REQUIRED ACTION =>
An exact reproduction of all the entries below is required.

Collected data
______________________________

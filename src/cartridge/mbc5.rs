// MBC5 - 9 位元 ROM bank，最多 16 個 RAM bank

use super::{BankController, bank_offset};
use crate::mmu::EnableState;

#[derive(Debug)]
pub struct Mbc5 {
    rom: Vec<u8>,
    ram: Vec<u8>,
    ram_state: EnableState,
    rom_bank: u16,
    ram_bank: u8,
}

impl Mbc5 {
    pub fn new(rom: Vec<u8>, ram_bytes: usize) -> Self {
        Mbc5 {
            rom,
            ram: vec![0xFF; ram_bytes],
            ram_state: EnableState::Disabled,
            rom_bank: 1,
            ram_bank: 0,
        }
    }

    fn ram_address(&self, offset: u16) -> Option<usize> {
        if self.ram_state == EnableState::Disabled || self.ram.is_empty() {
            return None;
        }
        Some(bank_offset(self.ram_bank as usize, 0x2000, offset) % self.ram.len())
    }
}

impl BankController for Mbc5 {
    fn read_rom(&self, offset: u16) -> u8 {
        // MBC5 的 bank 0 可以映射到 0x4000 區域
        let bank = if offset < 0x4000 { 0 } else { self.rom_bank as usize };
        let address = bank_offset(bank, 0x4000, offset & 0x3FFF);
        self.rom[address % self.rom.len()]
    }

    fn write_control(&mut self, offset: u16, value: u8) {
        match offset {
            0x0000..=0x1FFF => {
                self.ram_state = if (value & 0x0F) == 0x0A {
                    EnableState::Enabled
                } else {
                    EnableState::Disabled
                };
            }
            0x2000..=0x2FFF => self.rom_bank = (self.rom_bank & 0x100) | value as u16,
            0x3000..=0x3FFF => self.rom_bank = (self.rom_bank & 0xFF) | ((value as u16 & 1) << 8),
            0x4000..=0x5FFF => self.ram_bank = value & 0x0F,
            _ => {}
        }
    }

    fn read_ram(&self, offset: u16) -> u8 {
        self.ram_address(offset).map_or(0xFF, |address| self.ram[address])
    }

    fn write_ram(&mut self, offset: u16, value: u8) -> bool {
        match self.ram_address(offset) {
            Some(address) => {
                self.ram[address] = value;
                true
            }
            None => false,
        }
    }

    fn ram(&self) -> &[u8] {
        &self.ram
    }

    fn ram_mut(&mut self) -> &mut [u8] {
        &mut self.ram
    }
}

#[cfg(test)]
mod tests {
    use super::*;

    #[test]
    fn nine_bit_rom_bank() {
        let mut rom = vec![0u8; 512 * 0x4000];
        rom[0x101 * 0x4000] = 0x5A;
        rom[0] = 0x11;
        let mut mbc = Mbc5::new(rom, 0);
        mbc.write_control(0x2000, 0x01);
        mbc.write_control(0x3000, 0x01);
        assert_eq!(mbc.read_rom(0x4000), 0x5A);
        mbc.write_control(0x2000, 0x00);
        mbc.write_control(0x3000, 0x00);
        assert_eq!(mbc.read_rom(0x4000), 0x11);
    }

    #[test]
    fn ram_banks() {
        let mut mbc = Mbc5::new(vec![0; 0x8000], 4 * 0x2000);
        mbc.write_control(0x0000, 0x0A);
        mbc.write_control(0x4000, 0x02);
        assert!(mbc.write_ram(0x0000, 0x77));
        mbc.write_control(0x4000, 0x00);
        assert_eq!(mbc.read_ram(0x0000), 0xFF);
        mbc.write_control(0x4000, 0x02);
        assert_eq!(mbc.read_ram(0x0000), 0x77);
    }
}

______________________________

EXPECTED ANSWER =>
filename src/cartridge/mbc5.rs
// MBC5 - 9 位元 ROM bank，最多 16 個 RAM bank

use super::{BankController, bank_offset};
use crate::mmu::EnableState;

#[derive(Debug)]
pub struct Mbc5 {
    rom: Vec<u8>,
    ram: Vec<u8>,
    ram_state: EnableState,
    rom_bank: u16,
    ram_bank: u8,
}

impl Mbc5 {
    pub fn new(rom: Vec<u8>, ram_bytes: usize) -> Self {
        Mbc5 {
            rom,
            ram: vec![0xFF; ram_bytes],
            ram_state: EnableState::Disabled,
            rom_bank: 1,
            ram_bank: 0,
        }
    }

    fn ram_address(&self, offset: u16) -> Option<usize> {
        if self.ram_state == EnableState::Disabled || self.ram.is_empty() {
            return None;
        }
        Some(bank_offset(self.ram_bank as usize, 0x2000, offset) % self.ram.len())
    }
}

impl BankController for Mbc5 {
    fn read_rom(&self, offset: u16) -> u8 {
        // MBC5 的 bank 0 可以映射到 0x4000 區域
        let bank = if offset < 0x4000 { 0 } else { self.rom_bank as usize };
        let address = bank_offset(bank, 0x4000, offset & 0x3FFF);
        self.rom[address % self.rom.len()]
    }

    fn write_control(&mut self, offset: u16, value: u8) {
        match offset {
            0x0000..=0x1FFF => {
                self.ram_state = if (value & 0x0F) == 0x0A {
                    EnableState::Enabled
                } else {
                    EnableState::Disabled
                };
            }
            0x2000..=0x2FFF => self.rom_bank = (self.rom_bank & 0x100) | value as u16,
            0x3000..=0x3FFF => self.rom_bank = (self.rom_bank & 0xFF) | ((value as u16 & 1) << 8),
            0x4000..=0x5FFF => self.ram_bank = value & 0x0F,
            _ => {}
        }
    }

    fn read_ram(&self, offset: u16) -> u8 {
        self.ram_address(offset).map_or(0xFF, |address| self.ram[address])
    }

    fn write_ram(&mut self, offset: u16, value: u8) -> bool {
        match self.ram_address(offset) {
            Some(address) => {
                self.ram[address] = value;
                true
            }
            None => false,
        }
    }

    fn ram(&self) -> &[u8] {
        &self.ram
    }

    fn ram_mut(&mut self) -> &mut [u8] {
        &mut self.ram
    }
}

#[cfg(test)]
mod tests {
    use super::*;

    #[test]
    fn nine_bit_rom_bank() {
        let mut rom = vec![0u8; 512 * 0x4000];
        rom[0x101 * 0x4000] = 0x5A;
        rom[0] = 0x11;
        let mut mbc = Mbc5::new(rom, 0);
        mbc.write_control(0x2000, 0x01);
        mbc.write_control(0x3000, 0x01);
        assert_eq!(mbc.read_rom(0x4000), 0x5A);
        mbc.write_control(0x2000, 0x00);
        mbc.write_control(0x3000, 0x00);
        assert_eq!(mbc.read_rom(0x4000), 0x11);
    }

    #[test]
    fn ram_banks() {
        let mut mbc = Mbc5::new(vec![0; 0x8000], 4 * 0x2000);
        mbc.write_control(0x0000, 0x0A);
        mbc.write_control(0x4000, 0x02);
        assert!(mbc.write_ram(0x0000, 0x77));
        mbc.write_control(0x4000, 0x00);
        assert_eq!(mbc.read_ram(0x0000), 0xFF);
        mbc.write_control(0x4000, 0x02);
        assert_eq!(mbc.read_ram(0x0000), 0x77);
    }
}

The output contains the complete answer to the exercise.